# WHAT NEEDS TO BE DONE:
Among the records below, find each line containing the word "attr" and copy it.

Saved entries:
- - -

//! In-process evaluator for generated programs
//!
//! Executes a parsed `Program` against an injected global namespace and
//! exposes the resulting namespace so callers can retrieve the rewritten
//! callable by name. Runtime failures surface as execution errors, never
//! as flattening errors. Interpreter-level events (call, line, return,
//! exception) are multiplexed to an attached `EventHook`.

use crate::errors::{FlatpyError, Result};
use crate::features::sandbox::domain::{builtins, Namespace, Value};
use crate::features::trace::{EventHook, TraceEvent, TraceFrame};
use crate::shared::models::{BinOp, BoolOp, CmpOp, Expr, Program, Stmt, UnaryOp};
use std::rc::Rc;
use tracing::debug;

enum Flow {
    Normal,
    Return(Value),
}

enum Scope {
    Module,
    Local { function: String, vars: Namespace },
}

impl Scope {
    fn name(&self) -> &str {
        match self {
            Scope::Module => "<module>",
            Scope::Local { function, .. } => function,
        }
    }
}

pub struct Interpreter {
    globals: Namespace,
    hooks: EventHook,
}

impl Interpreter {
    /// Start from the native builtins, overlaid with the injected globals.
    pub fn new(init_globals: Namespace) -> Self {
        let mut globals = builtins();
        globals.extend(init_globals);
        Self {
            globals,
            hooks: EventHook::new(),
        }
    }

    pub fn hooks_mut(&mut self) -> &mut EventHook {
        &mut self.hooks
    }

    pub fn globals(&self) -> &Namespace {
        &self.globals
    }

    pub fn into_globals(self) -> Namespace {
        self.globals
    }

    /// Execute a module body into the global namespace.
    pub fn run_program(&mut self, program: &Program) -> Result<()> {
        debug!(statements = program.body.len(), "executing program");
        match self.exec_block(&program.body, &mut Scope::Module)? {
            Flow::Normal => Ok(()),
            Flow::Return(_) => Err(FlatpyError::exec("'return' outside function")),
        }
    }

    /// Invoke a function or builtin value with positional arguments.
    pub fn call_function(&mut self, func: &Value, args: &[Value]) -> Result<Value> {
        self.call_value(func, args.to_vec(), Vec::new())
    }

    fn exec_block(&mut self, body: &[Stmt], scope: &mut Scope) -> Result<Flow> {
        for (index, stmt) in body.iter().enumerate() {
            self.hooks
                .fire(TraceEvent::Line, &TraceFrame::new(scope.name(), index));
            match self.exec_stmt(stmt, scope)? {
                Flow::Normal => {}
                flow @ Flow::Return(_) => return Ok(flow),
            }
        }
        Ok(Flow::Normal)
    }

    fn exec_stmt(&mut self, stmt: &Stmt, scope: &mut Scope) -> Result<Flow> {
        match stmt {
            Stmt::FunctionDef(def) => {
                let mut value = Value::Function(Rc::new(def.clone()));
                // Decorators apply innermost-first
                for decorator in def.decorators.iter().rev() {
                    let decorator = self.eval_expr(decorator, scope)?;
                    value = self.call_value(&decorator, vec![value], Vec::new())?;
                }
                self.store(def.name.clone(), value, scope);
                Ok(Flow::Normal)
            }
            Stmt::Assign { targets, value } => {
                let value = self.eval_expr(value, scope)?;
                for target in targets {
                    self.assign_target(target, value.clone(), scope)?;
                }
                Ok(Flow::Normal)
            }
            Stmt::AnnAssign { target, value, .. } => {
                if let Some(value) = value {
                    let value = self.eval_expr(value, scope)?;
                    self.assign_target(target, value, scope)?;
                }
                Ok(Flow::Normal)
            }
            Stmt::AugAssign { target, op, value } => {
                let left = self.eval_expr(target, scope)?;
                let right = self.eval_expr(value, scope)?;
                let result = apply_binop(*op, left, right)?;
                self.assign_target(target, result, scope)?;
                Ok(Flow::Normal)
            }
            Stmt::Return { value } => {
                let value = match value {
                    Some(value) => self.eval_expr(value, scope)?,
                    None => Value::None,
                };
                Ok(Flow::Return(value))
            }
            Stmt::Expr { value } => {
                self.eval_expr(value, scope)?;
                Ok(Flow::Normal)
            }
            Stmt::Pass => Ok(Flow::Normal),
            Stmt::Unsupported { kind } => Err(FlatpyError::exec(format!(
                "cannot execute unsupported construct `{kind}`"
            ))),
        }
    }

    fn assign_target(&mut self, target: &Expr, value: Value, scope: &mut Scope) -> Result<()> {
        match target {
            Expr::Name(name) => {
                self.store(name.clone(), value, scope);
                Ok(())
            }
            Expr::Tuple(items) | Expr::List(items) => {
                let values = match value {
                    Value::List(values) | Value::Tuple(values) => values,
                    other => {
                        return Err(FlatpyError::exec(format!(
                            "cannot unpack non-sequence {}",
                            other.type_name()
                        )))
                    }
                };
                if values.len() != items.len() {
                    return Err(FlatpyError::exec(format!(
                        "expected {} values to unpack, got {}",
                        items.len(),
                        values.len()
                    )));
                }
                for (item, value) in items.iter().zip(values) {
                    self.assign_target(item, value, scope)?;
                }
                Ok(())
            }
            other => Err(FlatpyError::exec(format!(
                "cannot assign to {} target",
                other.kind_name()
            ))),
        }
    }

    fn store(&mut self, name: String, value: Value, scope: &mut Scope) {
        match scope {
            Scope::Module => {
                self.globals.insert(name, value);
            }
            Scope::Local { vars, .. } => {
                vars.insert(name, value);
            }
        }
    }

    fn load(&self, name: &str, scope: &Scope) -> Result<Value> {
        let found = match scope {
            Scope::Module => self.globals.get(name),
            Scope::Local { vars, .. } => vars.get(name).or_else(|| self.globals.get(name)),
        };
        found
            .cloned()
            .ok_or_else(|| FlatpyError::exec(format!("name `{name}` is not defined")))
    }

    fn eval_expr(&mut self, expr: &Expr, scope: &mut Scope) -> Result<Value> {
        match expr {
            Expr::Name(name) => self.load(name, scope),
            Expr::Constant(literal) => Ok(literal_value(literal)),
            Expr::FString(_) => Err(FlatpyError::exec(
                "f-strings are not supported in the sandbox",
            )),
            Expr::Call {
                func,
                args,
                keywords,
            } => {
                let callee = self.eval_expr(func, scope)?;
                let mut positional = Vec::with_capacity(args.len());
                for arg in args {
                    match arg {
                        Expr::Starred(inner) => match self.eval_expr(inner, scope)? {
                            Value::List(values) | Value::Tuple(values) => {
                                positional.extend(values)
                            }
                            other => {
                                return Err(FlatpyError::exec(format!(
                                    "argument after * must be a sequence, not {}",
                                    other.type_name()
                                )))
                            }
                        },
                        other => positional.push(self.eval_expr(other, scope)?),
                    }
                }
                let mut kwargs = Vec::with_capacity(keywords.len());
                for keyword in keywords {
                    kwargs.push((keyword.arg.clone(), self.eval_expr(&keyword.value, scope)?));
                }
                self.call_value(&callee, positional, kwargs)
            }
            Expr::BinOp { op, left, right } => {
                let left = self.eval_expr(left, scope)?;
                let right = self.eval_expr(right, scope)?;
                apply_binop(*op, left, right)
            }
            Expr::UnaryOp { op, operand } => {
                let operand = self.eval_expr(operand, scope)?;
                apply_unary(*op, operand)
            }
            Expr::BoolOp { op, left, right } => {
                let left = self.eval_expr(left, scope)?;
                match (op, left.is_truthy()) {
                    (BoolOp::And, false) | (BoolOp::Or, true) => Ok(left),
                    _ => self.eval_expr(right, scope),
                }
            }
            Expr::Compare { op, left, right } => {
                let left = self.eval_expr(left, scope)?;
                let right = self.eval_expr(right, scope)?;
                apply_compare(*op, left, right)
            }
            Expr::Attribute { attr, .. } => Err(FlatpyError::exec(format!(
                "attribute access `.{attr}` is not supported in the sandbox"
            ))),
            Expr::Subscript { value, index } => {
                let value = self.eval_expr(value, scope)?;
                let index = self.eval_expr(index, scope)?;
                apply_subscript(value, index)
            }
            Expr::Starred(_) => Err(FlatpyError::exec("cannot use starred expression here")),
            Expr::Tuple(items) => {
                let mut values = Vec::with_capacity(items.len());
                for item in items {
                    values.push(self.eval_expr(item, scope)?);
                }
                Ok(Value::Tuple(values))
            }
            Expr::List(items) => {
                let mut values = Vec::with_capacity(items.len());
                for item in items {
                    values.push(self.eval_expr(item, scope)?);
                }
                Ok(Value::List(values))
            }
        }
    }

    fn call_value(
        &mut self,
        callee: &Value,
        args: Vec<Value>,
        kwargs: Vec<(String, Value)>,
    ) -> Result<Value> {
        match callee {
            Value::Builtin { name, f } => {
                if !kwargs.is_empty() {
                    return Err(FlatpyError::exec(format!(
                        "{name}() takes no keyword arguments"
                    )));
                }
                self.hooks
                    .fire(TraceEvent::Call, &TraceFrame::new(*name, 0));
                let result = f(&args);
                match &result {
                    Ok(value) => self.hooks.fire(
                        TraceEvent::Return,
                        &TraceFrame::new(*name, 0).with_arg(value.clone()),
                    ),
                    Err(error) => self.hooks.fire(
                        TraceEvent::Exception,
                        &TraceFrame::new(*name, 0).with_arg(Value::Str(error.to_string())),
                    ),
                }
                result
            }
            Value::Function(def) => {
                let def = Rc::clone(def);
                let locals = self.bind_parameters(&def, args, kwargs)?;
                let mut scope = Scope::Local {
                    function: def.name.clone(),
                    vars: locals,
                };
                self.hooks
                    .fire(TraceEvent::Call, &TraceFrame::new(def.name.clone(), 0));
                match self.exec_block(&def.body, &mut scope) {
                    Err(error) => {
                        self.hooks.fire(
                            TraceEvent::Exception,
                            &TraceFrame::new(def.name.clone(), 0)
                                .with_arg(Value::Str(error.to_string())),
                        );
                        Err(error)
                    }
                    Ok(flow) => {
                        let value = match flow {
                            Flow::Return(value) => value,
                            Flow::Normal => Value::None,
                        };
                        self.hooks.fire(
                            TraceEvent::Return,
                            &TraceFrame::new(def.name.clone(), 0).with_arg(value.clone()),
                        );
                        Ok(value)
                    }
                }
            }
            other => Err(FlatpyError::exec(format!(
                "{} object is not callable",
                other.type_name()
            ))),
        }
    }

    fn bind_parameters(
        &mut self,
        def: &crate::shared::models::FunctionDef,
        args: Vec<Value>,
        kwargs: Vec<(String, Value)>,
    ) -> Result<Namespace> {
        let params = &def.params;
        if args.len() > params.len() {
            return Err(FlatpyError::exec(format!(
                "{}() takes {} positional arguments but {} were given",
                def.name,
                params.len(),
                args.len()
            )));
        }
        let mut locals = Namespace::default();
        for (index, value) in args.into_iter().enumerate() {
            locals.insert(params[index].name.clone(), value);
        }
        for (name, value) in kwargs {
            if !params.iter().any(|p| p.name == name) {
                return Err(FlatpyError::exec(format!(
                    "{}() got an unexpected keyword argument `{name}`",
                    def.name
                )));
            }
            if locals.contains_key(&name) {
                return Err(FlatpyError::exec(format!(
                    "{}() got multiple values for argument `{name}`",
                    def.name
                )));
            }
            locals.insert(name, value);
        }
        for param in params {
            if locals.contains_key(&param.name) {
                continue;
            }
            match &param.default {
                Some(default) => {
                    let value = self.eval_expr(default, &mut Scope::Module)?;
                    locals.insert(param.name.clone(), value);
                }
                None => {
                    return Err(FlatpyError::exec(format!(
                        "{}() missing required argument `{}`",
                        def.name, param.name
                    )))
                }
            }
        }
        Ok(locals)
    }
}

- - -

# ANSWER FOR THE TASK:
            Expr::Attribute { attr, .. } => Err(FlatpyError::exec(format!(
                "attribute access `.{attr}` is not supported in the sandbox"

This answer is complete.